I think there was some sort of fake webserver that did something like this already. Basically just linked endlessly to more llm-generated pages of nonsense.

zbentley 6 months ago

There are several!
Some focus on generating content that can be served to waste crawler time: crates.io/crates/iocaine/2.1.0
Some focus on generating linked pages: https://hackaday.com/2025/01/23/trap-naughty-web-crawlers-in...
Some of them play the long game and try to poison models' data: https://codeberg.org/konterfai/konterfai
There are lots more as well; those are just a few of the ones that recently made the rounds.
I suspect that combining approaches will be a tractable way to waste time:
- Anubis-esque systems to defeat or delay easily-deterred or cut-rate crawlers,
- CloudFlare or similar for more invasive-to-real-humans crawler deterrence (perhaps only served to a fraction of traffic or traffic that crosses a suspicion threshold?),
- Junk content rings like Nepenthes as honeypots or "A/B tests" for whether a particular traffic type is an AI or not (if it keeps following nonsense-content links endlessly, it's not a human; if it gives up pretty quickly, it might be--this costs/pisses off users but can be used as a test to better train traffic-analysis rules that trigger the other approaches on this list in response to detected likely-crawler traffic).
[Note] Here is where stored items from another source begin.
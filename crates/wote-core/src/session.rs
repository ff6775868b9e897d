//! Sessions: replay history, then fold live traffic
//!
//! A session bootstraps in two strictly ordered phases. First the topic's
//! durable history is fetched and folded page by page into a fresh
//! [`Board`]; only then is the live subscription attached. From that point
//! a single spawned task owns all mutation: raw messages flow through one
//! queue into it, it folds them, publishes board snapshots through a watch
//! channel, and emits per-message notifications on a broadcast channel.
//! Serializing every fold through one owner removes any read-modify-write
//! race between replay and live delivery.
//!
//! A corrupt payload is never fatal: it is logged, surfaced as
//! [`BoardEvent::Dropped`], and the stream continues.

use std::sync::Arc;

use tokio::sync::{broadcast, mpsc, watch};
use tokio::task::JoinHandle;
use tracing::{debug, warn};

use crate::board::Board;
use crate::error::WoteResult;
use crate::event::{identifier_of, Event};
use crate::identity::Identity;
use crate::topic::Topic;
use crate::transport::{Subscription, Transport};

const EVENT_CHANNEL_CAPACITY: usize = 256;
const LIVE_QUEUE_CAPACITY: usize = 256;

/// Notification emitted for each live message.
#[derive(Debug, Clone)]
pub enum BoardEvent {
    /// A decoded event was folded into the board
    Message {
        /// Content-addressed identifier of the message
        id: String,
        /// The decoded event
        event: Event,
    },
    /// A raw payload failed to decode and was dropped
    Dropped {
        /// Decode failure description
        reason: String,
    },
}

/// A continuously updated board for one topic.
///
/// Holds the live subscription and the fold task. Snapshot reads go
/// through [`LiveBoard::board`]; consumers needing change notifications
/// use [`LiveBoard::watch`] or [`LiveBoard::subscribe_events`].
pub struct LiveBoard {
    board_rx: watch::Receiver<Board>,
    event_tx: broadcast::Sender<BoardEvent>,
    subscription: Subscription,
    fold_task: JoinHandle<()>,
}

impl LiveBoard {
    /// Replay a topic's history, then attach the live subscription.
    pub async fn open(transport: &dyn Transport, topic: &Topic) -> WoteResult<Self> {
        // Phase 1: fold the durable history before anything can interleave
        let mut board = Board::new();
        let mut replayed = 0usize;
        let mut history = transport.query_history(topic).await?;
        while let Some(page) = history.next_page().await {
            for raw in &page.messages {
                match Event::decode(raw) {
                    Ok(event) => {
                        board.apply(&event, &identifier_of(raw));
                        replayed += 1;
                    }
                    Err(e) => {
                        warn!(topic = %topic, error = %e, "Dropping undecodable message from history");
                    }
                }
            }
        }
        debug!(topic = %topic, messages = replayed, posts = board.len(), "History replayed");

        // Phase 2: go live; the spawned task is the board's only writer
        let (raw_tx, mut raw_rx) = mpsc::channel(LIVE_QUEUE_CAPACITY);
        let subscription = transport.subscribe(topic, raw_tx).await?;

        let (board_tx, board_rx) = watch::channel(board);
        let (event_tx, _) = broadcast::channel(EVENT_CHANNEL_CAPACITY);
        let notifier = event_tx.clone();
        let topic = *topic;
        let fold_task = tokio::spawn(async move {
            while let Some(raw) = raw_rx.recv().await {
                match Event::decode(&raw) {
                    Ok(event) => {
                        let id = identifier_of(&raw);
                        board_tx.send_modify(|board| {
                            board.apply(&event, &id);
                        });
                        let _ = notifier.send(BoardEvent::Message { id, event });
                    }
                    Err(e) => {
                        warn!(topic = %topic, error = %e, "Dropping undecodable live message");
                        let _ = notifier.send(BoardEvent::Dropped {
                            reason: e.to_string(),
                        });
                    }
                }
            }
            debug!(topic = %topic, "Fold task finished");
        });

        Ok(Self {
            board_rx,
            event_tx,
            subscription,
            fold_task,
        })
    }

    /// Snapshot of the current board.
    pub fn board(&self) -> Board {
        self.board_rx.borrow().clone()
    }

    /// Watch receiver notified after every folded message.
    pub fn watch(&self) -> watch::Receiver<Board> {
        self.board_rx.clone()
    }

    /// Subscribe to per-message notifications.
    pub fn subscribe_events(&self) -> broadcast::Receiver<BoardEvent> {
        self.event_tx.subscribe()
    }

    /// Detach the live subscription. Idempotent; messages already queued
    /// may still be folded, which is harmless by reducer idempotence.
    pub fn unsubscribe(&self) {
        self.subscription.unsubscribe();
    }
}

impl Drop for LiveBoard {
    fn drop(&mut self) {
        self.subscription.unsubscribe();
        self.fold_task.abort();
    }
}

/// Encode and publish an event, returning its content identifier.
async fn publish_event(
    transport: &dyn Transport,
    topic: &Topic,
    event: &Event,
) -> WoteResult<String> {
    let payload = event.encode()?;
    let id = identifier_of(&payload);
    transport.publish(topic, payload).await?;
    Ok(id)
}

/// One-shot publish of a post to the topic derived from a shared secret.
/// Returns the new post's identifier.
pub async fn post_message(
    transport: &dyn Transport,
    secret_hex: &str,
    message: &str,
) -> WoteResult<String> {
    let topic = Topic::from_secret_hex(secret_hex)?;
    publish_event(
        transport,
        &topic,
        &Event::Post {
            message: message.to_string(),
        },
    )
    .await
}

/// One-shot publish of a vote for an existing post.
pub async fn cast_vote(transport: &dyn Transport, secret_hex: &str, id: &str) -> WoteResult<()> {
    let topic = Topic::from_secret_hex(secret_hex)?;
    publish_event(transport, &topic, &Event::Vote { id: id.to_string() }).await?;
    Ok(())
}

/// One-shot publish of a removal for an existing post.
pub async fn remove_post(transport: &dyn Transport, secret_hex: &str, id: &str) -> WoteResult<()> {
    let topic = Topic::from_secret_hex(secret_hex)?;
    publish_event(transport, &topic, &Event::Remove { id: id.to_string() }).await?;
    Ok(())
}

/// Participant session: a live board plus publish operations, derived
/// from the shared content secret alone.
pub struct Session {
    transport: Arc<dyn Transport>,
    topic: Topic,
    live: LiveBoard,
}

impl Session {
    /// Join a topic with the shared content secret.
    ///
    /// Replays the topic's history and attaches the live subscription
    /// before returning. The secret grants read/write access to the board
    /// and nothing else; the admin channel is out of reach from here.
    pub async fn join(transport: Arc<dyn Transport>, secret_hex: &str) -> WoteResult<Self> {
        let topic = Topic::from_secret_hex(secret_hex)?;
        debug!(topic = %topic, "Joining content topic");
        let live = LiveBoard::open(transport.as_ref(), &topic).await?;
        Ok(Self {
            transport,
            topic,
            live,
        })
    }

    /// The content topic this session is attached to.
    pub fn topic(&self) -> &Topic {
        &self.topic
    }

    /// Snapshot of the current board.
    pub fn board(&self) -> Board {
        self.live.board()
    }

    /// Watch receiver notified after every folded message.
    pub fn watch_board(&self) -> watch::Receiver<Board> {
        self.live.watch()
    }

    /// Subscribe to per-message notifications.
    pub fn subscribe_events(&self) -> broadcast::Receiver<BoardEvent> {
        self.live.subscribe_events()
    }

    /// Publish a new post. Returns its content identifier.
    pub async fn post(&self, message: &str) -> WoteResult<String> {
        publish_event(
            self.transport.as_ref(),
            &self.topic,
            &Event::Post {
                message: message.to_string(),
            },
        )
        .await
    }

    /// Publish a vote for an existing post.
    pub async fn vote(&self, id: &str) -> WoteResult<()> {
        publish_event(
            self.transport.as_ref(),
            &self.topic,
            &Event::Vote { id: id.to_string() },
        )
        .await?;
        Ok(())
    }

    /// Publish a removal for an existing post.
    pub async fn remove(&self, id: &str) -> WoteResult<()> {
        publish_event(
            self.transport.as_ref(),
            &self.topic,
            &Event::Remove { id: id.to_string() },
        )
        .await?;
        Ok(())
    }

    /// Detach the live subscription. Idempotent.
    pub fn unsubscribe(&self) {
        self.live.unsubscribe();
    }
}

/// Admin session: the participant surface plus the identity material and
/// the admin side channel.
///
/// Admin-channel traffic is decoded as JSON and logged at debug level;
/// no board transitions are driven from it.
pub struct AdminSession {
    identity: Identity,
    session: Session,
    admin_subscription: Subscription,
    admin_task: JoinHandle<()>,
}

impl AdminSession {
    /// Bootstrap an admin session, generating a private key when none is
    /// supplied.
    ///
    /// Joins the content topic exactly like a participant would (via the
    /// derived content secret) and additionally subscribes to the admin
    /// topic, which only the private key can derive.
    pub async fn create(
        transport: Arc<dyn Transport>,
        private_key_hex: Option<&str>,
    ) -> WoteResult<Self> {
        let identity = match private_key_hex {
            Some(hex_key) => Identity::from_hex(hex_key)?,
            None => Identity::generate(),
        };

        let session = Session::join(transport.clone(), &identity.content_secret_hex()).await?;

        let admin_topic = *identity.admin_topic();
        let (tx, mut rx) = mpsc::channel(LIVE_QUEUE_CAPACITY);
        let admin_subscription = transport.subscribe(&admin_topic, tx).await?;
        let admin_task = tokio::spawn(async move {
            while let Some(raw) = rx.recv().await {
                match serde_json::from_slice::<serde_json::Value>(&raw) {
                    Ok(message) => {
                        debug!(topic = %admin_topic, %message, "Admin channel message");
                    }
                    Err(e) => {
                        warn!(topic = %admin_topic, error = %e, "Undecodable admin channel message");
                    }
                }
            }
        });

        Ok(Self {
            identity,
            session,
            admin_subscription,
            admin_task,
        })
    }

    /// The full identity material, private key included.
    pub fn identity(&self) -> &Identity {
        &self.identity
    }

    /// The underlying participant session on the content topic.
    pub fn session(&self) -> &Session {
        &self.session
    }

    /// Snapshot of the current board.
    pub fn board(&self) -> Board {
        self.session.board()
    }

    /// Subscribe to per-message notifications.
    pub fn subscribe_events(&self) -> broadcast::Receiver<BoardEvent> {
        self.session.subscribe_events()
    }

    /// Publish a new post. Returns its content identifier.
    pub async fn post(&self, message: &str) -> WoteResult<String> {
        self.session.post(message).await
    }

    /// Publish a vote for an existing post.
    pub async fn vote(&self, id: &str) -> WoteResult<()> {
        self.session.vote(id).await
    }

    /// Publish a removal for an existing post.
    pub async fn remove(&self, id: &str) -> WoteResult<()> {
        self.session.remove(id).await
    }

    /// Detach both the content and admin subscriptions. Idempotent.
    pub fn unsubscribe(&self) {
        self.session.unsubscribe();
        self.admin_subscription.unsubscribe();
    }
}

impl Drop for AdminSession {
    fn drop(&mut self) {
        self.admin_subscription.unsubscribe();
        self.admin_task.abort();
    }
}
- Model poisoners out of sheer pettiness, if it brings you joy.
I also wonder if serving taboo traffic (e.g. legal but beyond-the-pale for most commercial applications porn/erotica) would deter some AI crawlers. There might be front-side content filters that either blacklist or de-prioritize sites whose main content appears (to the crawler) to be at some intersection of inappropriate, prohibited, and not widely-enough related to model output as to be in demand.